**PROMPT:**
Show every line in the material below in which the string "templates" appears.

**DATA EXCERPTS:**
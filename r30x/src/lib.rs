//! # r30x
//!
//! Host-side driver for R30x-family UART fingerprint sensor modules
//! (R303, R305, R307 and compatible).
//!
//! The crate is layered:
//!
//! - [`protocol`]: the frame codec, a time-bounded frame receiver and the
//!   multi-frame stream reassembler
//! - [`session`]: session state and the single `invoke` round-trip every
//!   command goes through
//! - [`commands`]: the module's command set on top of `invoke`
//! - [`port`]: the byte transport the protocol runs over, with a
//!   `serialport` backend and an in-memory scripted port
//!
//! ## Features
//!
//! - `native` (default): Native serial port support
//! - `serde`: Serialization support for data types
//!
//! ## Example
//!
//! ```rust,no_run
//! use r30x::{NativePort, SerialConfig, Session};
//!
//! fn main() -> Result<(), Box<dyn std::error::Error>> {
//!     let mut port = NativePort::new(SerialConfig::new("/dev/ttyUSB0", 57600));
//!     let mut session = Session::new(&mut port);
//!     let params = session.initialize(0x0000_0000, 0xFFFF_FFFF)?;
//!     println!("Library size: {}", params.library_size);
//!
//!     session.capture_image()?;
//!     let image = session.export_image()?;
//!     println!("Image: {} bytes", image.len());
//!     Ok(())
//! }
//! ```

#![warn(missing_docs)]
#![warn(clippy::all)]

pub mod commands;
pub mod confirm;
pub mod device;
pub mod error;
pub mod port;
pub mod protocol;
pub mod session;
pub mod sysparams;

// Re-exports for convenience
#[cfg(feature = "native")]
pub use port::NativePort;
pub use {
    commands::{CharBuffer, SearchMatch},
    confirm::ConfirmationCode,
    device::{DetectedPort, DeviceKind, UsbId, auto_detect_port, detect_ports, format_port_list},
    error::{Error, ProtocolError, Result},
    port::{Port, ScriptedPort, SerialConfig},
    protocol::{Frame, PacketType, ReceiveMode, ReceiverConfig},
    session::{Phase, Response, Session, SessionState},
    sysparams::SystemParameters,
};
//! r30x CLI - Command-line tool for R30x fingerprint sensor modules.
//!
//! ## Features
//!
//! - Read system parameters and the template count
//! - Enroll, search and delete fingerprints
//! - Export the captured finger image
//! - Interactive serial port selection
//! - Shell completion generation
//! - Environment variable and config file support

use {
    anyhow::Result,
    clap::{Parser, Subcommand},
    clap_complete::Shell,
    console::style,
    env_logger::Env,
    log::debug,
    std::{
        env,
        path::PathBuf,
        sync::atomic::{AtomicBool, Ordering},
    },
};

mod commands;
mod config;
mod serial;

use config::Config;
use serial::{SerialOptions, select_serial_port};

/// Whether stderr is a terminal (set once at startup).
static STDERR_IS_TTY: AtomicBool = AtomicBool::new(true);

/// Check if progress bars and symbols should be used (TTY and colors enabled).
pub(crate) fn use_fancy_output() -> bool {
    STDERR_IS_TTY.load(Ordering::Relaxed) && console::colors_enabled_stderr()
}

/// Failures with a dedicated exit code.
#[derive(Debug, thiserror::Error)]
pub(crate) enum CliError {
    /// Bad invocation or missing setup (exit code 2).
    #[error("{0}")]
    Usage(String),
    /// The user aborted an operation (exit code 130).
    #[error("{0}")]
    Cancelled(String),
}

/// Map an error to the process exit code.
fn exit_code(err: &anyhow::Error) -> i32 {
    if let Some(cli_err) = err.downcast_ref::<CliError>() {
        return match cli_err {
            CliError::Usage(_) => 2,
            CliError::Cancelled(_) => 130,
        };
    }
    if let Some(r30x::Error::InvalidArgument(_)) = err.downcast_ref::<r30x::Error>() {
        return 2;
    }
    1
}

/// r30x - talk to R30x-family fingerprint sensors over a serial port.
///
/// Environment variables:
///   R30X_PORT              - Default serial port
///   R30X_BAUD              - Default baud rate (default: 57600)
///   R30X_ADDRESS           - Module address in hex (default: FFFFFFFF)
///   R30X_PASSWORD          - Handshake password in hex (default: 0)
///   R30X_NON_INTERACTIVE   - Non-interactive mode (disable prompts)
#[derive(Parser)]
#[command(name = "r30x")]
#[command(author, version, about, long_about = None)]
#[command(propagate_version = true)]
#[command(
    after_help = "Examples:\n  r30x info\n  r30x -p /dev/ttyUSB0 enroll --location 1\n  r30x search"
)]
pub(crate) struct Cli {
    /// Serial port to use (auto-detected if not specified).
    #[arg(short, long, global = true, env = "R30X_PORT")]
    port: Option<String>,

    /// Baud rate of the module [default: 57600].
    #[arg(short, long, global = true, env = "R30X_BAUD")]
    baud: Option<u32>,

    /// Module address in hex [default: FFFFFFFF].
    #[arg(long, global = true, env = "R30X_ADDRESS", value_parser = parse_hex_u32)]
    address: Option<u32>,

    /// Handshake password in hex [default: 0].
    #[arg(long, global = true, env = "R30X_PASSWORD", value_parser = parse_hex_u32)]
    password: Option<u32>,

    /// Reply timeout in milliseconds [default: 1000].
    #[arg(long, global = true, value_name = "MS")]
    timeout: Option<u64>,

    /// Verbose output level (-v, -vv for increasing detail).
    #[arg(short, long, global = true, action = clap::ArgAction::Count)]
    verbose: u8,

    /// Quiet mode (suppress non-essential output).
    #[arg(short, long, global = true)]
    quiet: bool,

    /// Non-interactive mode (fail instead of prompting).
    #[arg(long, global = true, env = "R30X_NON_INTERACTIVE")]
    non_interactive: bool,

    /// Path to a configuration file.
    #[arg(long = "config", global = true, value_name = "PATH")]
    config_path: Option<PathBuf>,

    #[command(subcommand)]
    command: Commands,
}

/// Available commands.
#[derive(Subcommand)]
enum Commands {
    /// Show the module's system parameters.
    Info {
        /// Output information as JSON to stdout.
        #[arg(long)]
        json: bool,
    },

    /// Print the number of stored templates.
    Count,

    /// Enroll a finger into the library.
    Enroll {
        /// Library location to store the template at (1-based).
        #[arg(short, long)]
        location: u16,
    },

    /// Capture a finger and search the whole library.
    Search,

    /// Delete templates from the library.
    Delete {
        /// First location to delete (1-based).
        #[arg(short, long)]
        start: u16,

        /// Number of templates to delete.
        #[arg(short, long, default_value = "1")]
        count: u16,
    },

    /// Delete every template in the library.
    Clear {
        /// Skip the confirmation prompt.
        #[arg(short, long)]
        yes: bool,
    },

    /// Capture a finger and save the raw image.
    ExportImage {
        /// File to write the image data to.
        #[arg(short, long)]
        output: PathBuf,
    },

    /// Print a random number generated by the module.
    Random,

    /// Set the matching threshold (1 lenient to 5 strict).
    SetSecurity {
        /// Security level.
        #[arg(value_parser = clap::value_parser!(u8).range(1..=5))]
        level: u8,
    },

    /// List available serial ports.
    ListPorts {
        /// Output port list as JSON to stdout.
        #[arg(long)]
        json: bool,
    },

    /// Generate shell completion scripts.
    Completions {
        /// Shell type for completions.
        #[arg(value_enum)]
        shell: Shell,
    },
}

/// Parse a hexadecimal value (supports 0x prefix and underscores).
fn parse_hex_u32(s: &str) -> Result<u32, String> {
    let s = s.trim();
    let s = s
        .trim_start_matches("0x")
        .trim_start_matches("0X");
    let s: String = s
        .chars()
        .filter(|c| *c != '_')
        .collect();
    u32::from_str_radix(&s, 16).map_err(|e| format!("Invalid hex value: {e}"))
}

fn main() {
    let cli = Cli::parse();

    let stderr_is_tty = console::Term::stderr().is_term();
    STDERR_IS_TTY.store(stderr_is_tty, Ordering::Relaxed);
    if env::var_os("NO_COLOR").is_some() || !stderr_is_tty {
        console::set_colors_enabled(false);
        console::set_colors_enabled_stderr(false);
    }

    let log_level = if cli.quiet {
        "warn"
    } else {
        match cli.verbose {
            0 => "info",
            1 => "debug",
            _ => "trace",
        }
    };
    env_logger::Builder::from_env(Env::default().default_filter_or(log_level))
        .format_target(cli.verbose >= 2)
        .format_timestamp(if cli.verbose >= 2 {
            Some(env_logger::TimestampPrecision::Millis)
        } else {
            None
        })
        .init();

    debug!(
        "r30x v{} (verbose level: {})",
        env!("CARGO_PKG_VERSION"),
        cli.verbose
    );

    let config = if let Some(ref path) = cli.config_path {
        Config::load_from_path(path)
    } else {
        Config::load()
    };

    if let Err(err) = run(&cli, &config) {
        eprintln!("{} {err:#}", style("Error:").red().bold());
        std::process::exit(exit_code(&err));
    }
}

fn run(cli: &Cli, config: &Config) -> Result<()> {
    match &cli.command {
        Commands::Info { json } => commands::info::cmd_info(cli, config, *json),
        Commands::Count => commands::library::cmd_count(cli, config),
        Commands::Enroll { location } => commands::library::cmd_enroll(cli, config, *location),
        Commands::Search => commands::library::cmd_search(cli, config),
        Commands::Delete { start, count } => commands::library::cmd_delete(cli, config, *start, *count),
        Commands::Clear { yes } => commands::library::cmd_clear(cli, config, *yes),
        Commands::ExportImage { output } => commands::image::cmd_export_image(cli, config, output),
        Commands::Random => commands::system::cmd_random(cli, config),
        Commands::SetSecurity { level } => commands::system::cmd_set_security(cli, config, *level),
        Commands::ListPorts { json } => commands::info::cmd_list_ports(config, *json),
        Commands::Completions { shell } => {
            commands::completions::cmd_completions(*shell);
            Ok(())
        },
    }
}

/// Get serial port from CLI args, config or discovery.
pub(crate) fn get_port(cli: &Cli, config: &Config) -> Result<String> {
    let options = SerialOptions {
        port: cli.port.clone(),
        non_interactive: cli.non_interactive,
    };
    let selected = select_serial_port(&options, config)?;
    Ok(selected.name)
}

**PROBLEM SOLUTION:**
    /// Print the number of stored templates.
    /// Delete templates from the library.
        /// Number of templates to delete.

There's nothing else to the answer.